── Given data
use actix_web::{get, web, Responder};
use tracing::error;

use crate::{
    api::schemas::ErrorResponse,
    blog::application::{
        domain::entities::BlogPost, ports::incoming::use_cases::GetBlogPostError,
    },
    shared::api::ApiResponse,
    AppState,
};

/// Fetch one blog post, published or not
#[utoipa::path(
    get,
    path = "/api/blog-posts/{post_id}",
    tag = "blog",
    params(("post_id" = String, Path, description = "Post id (24 hex chars)")),
    responses(
        (status = 200, description = "Post found", body = BlogPost),
        (status = 400, description = "Malformed id", body = ErrorResponse),
        (status = 404, description = "Post not found", body = ErrorResponse),
        (status = 500, description = "Internal server error", body = ErrorResponse)
    )
)]
#[get("/api/blog-posts/{post_id}")]
pub async fn get_blog_post_handler(
    data: web::Data<AppState>,
    path: web::Path<String>,
) -> impl Responder {
    let post_id = path.into_inner();

    match data.blog.get_single.execute(&post_id).await {
        Ok(post) => ApiResponse::success(post),
        Err(err) => map_get_blog_post_error(err),
    }
}

fn map_get_blog_post_error(err: GetBlogPostError) -> actix_web::HttpResponse {
    match err {
        GetBlogPostError::InvalidId => ApiResponse::bad_request("INVALID_ID", "Invalid post ID"),
        GetBlogPostError::NotFound => {
            ApiResponse::not_found("BLOG_POST_NOT_FOUND", "Blog post not found")
        }
        GetBlogPostError::QueryError(msg) => {
            error!("Error fetching blog post: {}", msg);
            ApiResponse::internal_error()
        }
    }
}

#[cfg(test)]
mod tests {
    use super::*;
    use actix_web::{http::StatusCode, test, App};
    use async_trait::async_trait;

    use crate::blog::application::ports::incoming::use_cases::GetBlogPostUseCase;
    use crate::tests::support::app_state_builder::TestAppStateBuilder;

    #[derive(Clone)]
    struct FailingGetBlogPostUseCase(GetBlogPostError);

    #[async_trait]
    impl GetBlogPostUseCase for FailingGetBlogPostUseCase {
        async fn execute(&self, _raw_id: &str) -> Result<BlogPost, GetBlogPostError> {
            Err(self.0.clone())
        }
    }

    async fn call(err: GetBlogPostError) -> (StatusCode, serde_json::Value) {
        let state = TestAppStateBuilder::default()
            .with_get_blog_post(FailingGetBlogPostUseCase(err))
            .build();

        let app = test::init_service(App::new().app_data(state).service(get_blog_post_handler))
            .await;

        let req = test::TestRequest::get()
            .uri("/api/blog-posts/507f1f77bcf86cd799439011")
            .to_request();
        let resp = test::call_service(&app, req).await;
        let status = resp.status();
        let body = test::read_body_json(resp).await;

        (status, body)
    }

    #[actix_web::test]
    async fn invalid_id_is_bad_request() {
        let (status, body) = call(GetBlogPostError::InvalidId).await;
        assert_eq!(status, StatusCode::BAD_REQUEST);
        assert_eq!(body["error"]["code"], "INVALID_ID");
        assert_eq!(body["error"]["message"], "Invalid post ID");
    }

    #[actix_web::test]
    async fn missing_post_is_not_found() {
        let (status, body) = call(GetBlogPostError::NotFound).await;
        assert_eq!(status, StatusCode::NOT_FOUND);
        assert_eq!(body["error"]["code"], "BLOG_POST_NOT_FOUND");
    }

    #[actix_web::test]
    async fn query_error_is_internal() {
        let (status, body) = call(GetBlogPostError::QueryError("socket".into())).await;
        assert_eq!(status, StatusCode::INTERNAL_SERVER_ERROR);
        assert!(!body.to_string().contains("socket"));
    }
}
────
What to do> Wherever the word "match" appears in the listing above, copy that line.

Response for this exercise>
    match data.blog.get_single.execute(&post_id).await {
    match err {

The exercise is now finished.